Depression is a serious medical condition characterized by low mood, lack of energy, sadness, insomnia, and an inability to enjoy life.
Although anyone may experience one or more of these symptoms upon occasion, true depression (sometimes called clinical depression, or major depression) lasts for weeks or more. Until the introduction of antidepressant medications in the mid-20th century, modern medicine could offer few solutions to reverse the debilitating effects of the disease.
With the realization that depression is a physiological disorder caused by disturbances in brain neurotransmitters, rather than a purely psychological disease, scientists worked to develop medications to correct these imbalances. Modern antidepressant drugs work by boosting brain cells’ access to brain messenger chemicals such as serotonin and norepinephrine.
Although modern science has only recently learned to address the underlying causes of depression, for centuries folk medicine has offered some mildly effective treatments. Among these are St. John’s Wort, the omega-3 fatty acids, and other herbal and nutritional supplements.
St. John’s Wort (Hypericum perforatum)
This venerable herb has been cultivated in Europe for centuries, where folk healers have used it to dispel melancholia (which we now call clinical depression) since the days of ancient Greece.

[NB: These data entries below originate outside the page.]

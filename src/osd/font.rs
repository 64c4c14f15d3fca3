//! Bitmap font pages for the OSD raster.
//!
//! A page is a vertical strip of equally sized RGBA glyphs indexed by the
//! 8-bit character code. Asset loading (PNG decode, variant lookup) is a
//! collaborator concern; pages are built from raw RGBA here.

use thiserror::Error;

pub const BYTES_PER_PIXEL: usize = 4;
/// Glyph codes per page.
pub const GLYPHS_PER_PAGE: usize = 256;
/// Font pages addressable from a glyph code.
pub const MAX_FONT_PAGES: usize = 4;

#[derive(Error, Debug)]
pub enum FontError {
    #[error("atlas size {got} does not match {expected} bytes for {glyphs} glyphs of {width}x{height}")]
    BadAtlasSize {
        got: usize,
        expected: usize,
        glyphs: usize,
        width: u32,
        height: u32,
    },
}

/// One page: a contiguous RGBA atlas of `GLYPHS_PER_PAGE` glyphs stacked
/// vertically.
pub struct FontPage {
    pub glyph_width: u32,
    pub glyph_height: u32,
    rgba: Vec<u8>,
}

impl FontPage {
    pub fn from_rgba(glyph_width: u32, glyph_height: u32, rgba: Vec<u8>) -> Result<Self, FontError> {
        let expected =
            glyph_width as usize * glyph_height as usize * BYTES_PER_PIXEL * GLYPHS_PER_PAGE;
        if rgba.len() != expected {
            return Err(FontError::BadAtlasSize {
                got: rgba.len(),
                expected,
                glyphs: GLYPHS_PER_PAGE,
                width: glyph_width,
                height: glyph_height,
            });
        }
        Ok(Self {
            glyph_width,
            glyph_height,
            rgba,
        })
    }

    /// A page where every glyph is a solid RGBA color. Used for tests and
    /// the built-in splash rendering when no font asset is present.
    pub fn solid(glyph_width: u32, glyph_height: u32, rgba: [u8; 4]) -> Self {
        let pixels = glyph_width as usize * glyph_height as usize * GLYPHS_PER_PAGE;
        let mut data = Vec::with_capacity(pixels * BYTES_PER_PIXEL);
        for _ in 0..pixels {
            data.extend_from_slice(&rgba);
        }
        Self {
            glyph_width,
            glyph_height,
            rgba: data,
        }
    }

    /// RGBA pixels of one glyph, row-major.
    pub fn glyph(&self, code: u8) -> &[u8] {
        let glyph_bytes =
            self.glyph_width as usize * self.glyph_height as usize * BYTES_PER_PIXEL;
        let start = glyph_bytes * code as usize;
        &self.rgba[start..start + glyph_bytes]
    }
}

/// Up to four pages; lookups fall back to page 0 when a page is absent.
#[derive(Default)]
pub struct FontSet {
    pages: [Option<FontPage>; MAX_FONT_PAGES],
}

impl FontSet {
    pub fn set_page(&mut self, index: usize, page: FontPage) {
        if index < MAX_FONT_PAGES {
            self.pages[index] = Some(page);
        }
    }

    pub fn page(&self, index: u8) -> Option<&FontPage> {
        let direct = self.pages.get(index as usize).and_then(Option::as_ref);
        direct.or(self.pages[0].as_ref())
    }

    pub fn has_any(&self) -> bool {
        self.pages.iter().any(Option::is_some)
    }
}
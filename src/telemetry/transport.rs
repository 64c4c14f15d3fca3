//! Detection of the physical transport carrying the link, from the state
//! of the known network interfaces.

use std::process::Command;

use tracing::debug;

#[derive(Debug, Clone, Copy, PartialEq, Eq)]
pub enum TransportMethod {
    Wifi,
    Cellular,
    Ethernet,
    Unknown,
}

/// Classify from `ip link show` output: the first matching interface that
/// is UP wins, in Wi-Fi → cellular → USB-ethernet order.
pub fn classify_ip_link(output: &str) -> TransportMethod {
    let mut has_wlan = false;
    let mut has_wwan = false;
    let mut has_usb = false;

    for line in output.lines() {
        let up = line.contains("UP");
        if line.contains("wlan0:") && up {
            has_wlan = true;
        } else if line.contains("wwan0:") && up {
            has_wwan = true;
        } else if line.contains("usb0:") && up {
            has_usb = true;
        }
    }

    if has_wlan {
        TransportMethod::Wifi
    } else if has_wwan {
        TransportMethod::Cellular
    } else if has_usb {
        TransportMethod::Ethernet
    } else {
        TransportMethod::Unknown
    }
}

/// Probe once and cache; the transport does not change mid-flight.
#[derive(Default)]
pub struct TransportDetector {
    cached: Option<TransportMethod>,
}

impl TransportDetector {
    pub fn current(&mut self) -> TransportMethod {
        if let Some(method) = self.cached {
            return method;
        }
        let method = detect();
        if method != TransportMethod::Unknown {
            self.cached = Some(method);
        }
        method
    }
}

fn detect() -> TransportMethod {
    match Command::new("ip").args(["link", "show"]).output() {
        Ok(output) => classify_ip_link(&String::from_utf8_lossy(&output.stdout)),
        Err(e) => {
            debug!(error = %e, "ip link probe failed");
            TransportMethod::Unknown
        }
    }
}
//! Default implementations of the hardware collaborator traits.
//!
//! The vendor codec/ISP/KMS SDKs are linked in downstream builds; the
//! implementations here let both binaries run on a development host: the
//! null variants accept every request and log it, the system variants
//! shell out to the OS facilities present on the target image.

use std::process::Command;
use std::sync::atomic::{AtomicI32, AtomicU32, Ordering};

use tracing::{info, warn};

use crate::camera::{CameraDriver, CameraError, CameraInfo, CameraType};
use crate::config::{Codec, Config, RateControlMode};
use crate::encoder::{CameraTuning, EncoderControl, EncoderError, ServiceControl};
use crate::video::decoder::{
    BufferGeometry, DecodeError, DecoderBackend, DecoderEvent,
};
use crate::video::present::{Blitter, DisplayBackend, DmaBuf, FbId, PresentError, Rect};
use crate::video::decoder::VideoFrame;

/// Accepts every encoder request. Stands in for the vendor encoder SDK on
/// hosts without one.
#[derive(Default)]
pub struct NullEncoder;

impl EncoderControl for NullEncoder {
    fn set_bitrate(&self, bps: u32) -> Result<(), EncoderError> {
        info!(bps, "encoder bitrate set");
        Ok(())
    }
    fn set_fps(&self, fps: u32) -> Result<(), EncoderError> {
        info!(fps, "encoder fps set");
        Ok(())
    }
    fn set_gop(&self, gop: u32) -> Result<(), EncoderError> {
        info!(gop, "encoder gop set");
        Ok(())
    }
    fn set_codec(&self, codec: Codec) -> Result<(), EncoderError> {
        info!(?codec, "encoder codec set");
        Ok(())
    }
    fn set_rate_control(&self, mode: RateControlMode) -> Result<(), EncoderError> {
        info!(?mode, "encoder rate control set");
        Ok(())
    }
    fn set_focus_mode(&self, quality: i32) -> Result<(), EncoderError> {
        info!(quality, "encoder focus mode set");
        Ok(())
    }
}

impl CameraTuning for NullEncoder {
    fn set_brightness(&self, cam_id: u32, value: u32) -> Result<(), EncoderError> {
        info!(cam_id, value, "brightness set");
        Ok(())
    }
    fn set_contrast(&self, cam_id: u32, value: u32) -> Result<(), EncoderError> {
        info!(cam_id, value, "contrast set");
        Ok(())
    }
    fn set_saturation(&self, cam_id: u32, value: u32) -> Result<(), EncoderError> {
        info!(cam_id, value, "saturation set");
        Ok(())
    }
    fn set_sharpness(&self, cam_id: u32, value: u32) -> Result<(), EncoderError> {
        info!(cam_id, value, "sharpness set");
        Ok(())
    }
    fn set_hdr_mode(&self, cam_id: u32, enabled: bool) -> Result<(), EncoderError> {
        info!(cam_id, enabled, "HDR mode set");
        Ok(())
    }
    fn set_mirror_flip(&self, cam_id: u32, mirror: bool, flip: bool) -> Result<(), EncoderError> {
        info!(cam_id, mirror, flip, "mirror/flip set");
        Ok(())
    }
}

/// Performs the per-type bind/unbind sequencing with logging only; the
/// vendor media pipeline calls live in the target build.
#[derive(Default)]
pub struct LoggingCameraDriver;

impl CameraDriver for LoggingCameraDriver {
    fn init(&self, camera: &CameraInfo, config: &mut Config) -> Result<(), CameraError> {
        match camera.camera_type {
            CameraType::Csi => {
                info!(name = %camera.name, "CSI camera init");
            }
            CameraType::Usb | CameraType::Thermal => {
                // Populate missing capture geometry from the device's best
                // mode before the capture channel comes up.
                if config.camera_usb.width == 0 || config.camera_usb.height == 0 {
                    if let Some(res) = camera.best_resolution() {
                        config.camera_usb.width = res.width;
                        config.camera_usb.height = res.height;
                    }
                }
                if config.camera_usb.device_index == 0 {
                    config.camera_usb.device_index = camera.device_id;
                }
                info!(
                    name = %camera.name,
                    width = config.camera_usb.width,
                    height = config.camera_usb.height,
                    "USB camera init"
                );
            }
            CameraType::Fake => {}
        }
        Ok(())
    }

    fn deinit(&self, camera: &CameraInfo, _config: &mut Config) {
        info!(name = %camera.name, "camera deinit");
    }

    fn bind_encoder(&self, camera: &CameraInfo, _config: &Config) -> Result<(), CameraError> {
        info!(name = %camera.name, "camera bound to encoder channel");
        Ok(())
    }

    fn unbind_encoder(&self, camera: &CameraInfo, _config: &Config) {
        info!(name = %camera.name, "camera unbound from encoder channel");
    }
}

/// Restarts the link service through the init scripts on the target image.
pub struct InitScriptServices {
    service_script: String,
}

impl Default for InitScriptServices {
    fn default() -> Self {
        Self {
            service_script: "/etc/init.d/S90fpv-link".to_string(),
        }
    }
}

impl ServiceControl for InitScriptServices {
    fn restart(&self, target: u32) -> std::io::Result<()> {
        match target {
            1 => {
                info!("stopping service and rebooting board");
                Command::new(&self.service_script).arg("stop").status()?;
                Command::new("reboot").status()?;
            }
            2 => {
                info!("restarting link service");
                Command::new(&self.service_script).arg("restart").status()?;
            }
            other => {
                warn!(target = other, "unknown reboot target ignored");
            }
        }
        Ok(())
    }
}

/// Decoder stub that never produces frames. Keeps the GS pipeline
/// shape intact on hosts without the vendor decoder.
#[derive(Default)]
pub struct NullDecoder;

impl DecoderBackend for NullDecoder {
    fn start(&self, codec: Codec) -> Result<(), DecodeError> {
        info!(?codec, "null decoder started");
        Ok(())
    }
    fn put_packet(&self, _data: &[u8]) -> Result<(), DecodeError> {
        Ok(())
    }
    fn poll_frame(&self) -> DecoderEvent {
        DecoderEvent::Idle
    }
    fn attach_buffers(&self, _geometry: &BufferGeometry) -> Result<(), DecodeError> {
        Ok(())
    }
    fn ack_info_change(&self) -> Result<(), DecodeError> {
        Ok(())
    }
    fn release_buffers(&self) {}
    fn stop(&self) {}
}

/// Headless display: tracks handles and sizes, scans out nothing.
pub struct HeadlessDisplay {
    width: u32,
    height: u32,
    next_fb: AtomicU32,
}

impl HeadlessDisplay {
    pub fn new(width: u32, height: u32) -> Self {
        Self {
            width,
            height,
            next_fb: AtomicU32::new(1),
        }
    }
}

impl DisplayBackend for HeadlessDisplay {
    fn display_size(&self) -> (u32, u32) {
        (self.width, self.height)
    }
    fn import_video_frame(&self, _frame: &VideoFrame) -> Result<FbId, PresentError> {
        Ok(FbId(self.next_fb.fetch_add(1, Ordering::Relaxed)))
    }
    fn commit_video(
        &self,
        _fb: FbId,
        _src_w: u32,
        _src_h: u32,
        _dst: Rect,
    ) -> Result<(), PresentError> {
        Ok(())
    }
    fn release_fb(&self, _fb: FbId) {}
    fn commit_osd(&self, _argb: &[u8], _width: u32, _height: u32) -> Result<(), PresentError> {
        Ok(())
    }
}

/// Blitter stub handing out fake DMA descriptors.
#[derive(Default)]
pub struct NullBlitter {
    next_fd: AtomicI32,
}

impl Blitter for NullBlitter {
    fn alloc_buffer(&self, size: usize) -> Result<DmaBuf, PresentError> {
        Ok(DmaBuf {
            fd: 9000 + self.next_fd.fetch_add(1, Ordering::Relaxed),
            size,
        })
    }
    fn free_buffer(&self, _buf: DmaBuf) {}
    fn rotate_nv12(
        &self,
        _src_fd: i32,
        _dst: DmaBuf,
        _src_w: u32,
        _src_h: u32,
        _rotation: crate::video::present::Rotation,
    ) -> Result<(), PresentError> {
        Ok(())
    }
}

In modern Germany, St. John’s wort is routinely prescribed to treat mild to moderate depression among both children and adults. Some studies have concluded that the herb may be as effective in the treatment of mild to moderate depression as modern antidepressant drug therapy with fewer side effects.
One caveat: St. John’s wort interacts with numerous drugs, and should never be taken without a doctor’s approval, especially by someone who is presently taking other medications.
Chemicals in the herb are believed to relieve depression, much like modern antidepressant medications, by blocking the reuptake of serotonin by nerve cells, making more serotonin available to the brain. For this reason, it should never be taken with a prescription antidepressant, as a rare, but potentially dangerous excess of serotonin could result.
Omega-3 Fatty Acids
Countless well-controlled studies have concluded that omega-3 fatty acids, obtained primarily from fatty cold-water fish and fish oil supplements, are crucial for proper regulation of a number of brain functions, including mood.
The omega-3 fatty acids are a group of three chemicals, EPA, DHA and ALA, which are essential nutrients. They must be obtained through the diet, and the body must have an adequate supply to function properly. EPA and DHA are especially important. The brain is nearly 60 percent fat by weight, much of that fat consisting of omega-3 fatty acids, which serve as structural components of the brain’s cells and tissues. As integral components of nerve cell membranes, they play a crucial role in allowing the efficient passage of messenger chemicals.
Many medical professionals believe that depression is rooted in faulty brain chemical signaling, and that, as a result, an adequate supply of omega-3 fatty acids promotes optimal functioning. Studies show that supplemental omega-3 fatty acids may help regulate mood and reduce the likelihood of depression, while also improving the effectiveness of antidepressant medications, should they become necessary. Some studies suggest that an intake of at least 2 g of mixed EPA/DHA per day is beneficial.
SAM-e & Folate
S-adenosyl-methionine (SAM-e) is a common chemical present in every cell in the body. Through simple chemical reactions, it is converted in the body into other important chemicals, including the mood-regulating brain chemicals, dopamine, norepinephrine, and serotonin. Available as a prescription drug in some European countries, SAM-e is sold as a safe, well-tolerated supplement in the U.S.
Studies have shown that levels of SAM-e are abnormally low in the brains of people diagnosed with depression. Clinical trials suggest that oral supplementation with SAM-e reverses this deficit and significantly improves mood. Some trials have concluded that SAM-e may be as effective as older tricyclic antidepressant medications with fewer side effects and a quicker onset of action.
Therapeutic doses may range from 400 mg to 1,600 mg per day. For best results, SAM-e should be taken with B vitamins, including B6, B12, and folic acid. Adequate levels of these vitamins will ensure that SAM-e is not converted to the amino acid, homocysteine, which has been implicated in atherosclerosis, a root cause of cardiovascular disease. Folic acid, also known as folate, is also under investigation as a therapy for mild depression. Folate is often abnormally low among people with depression, and some clinical trials indicate that adding folate to the diet may improve the effectiveness of modern antidepressant drugs.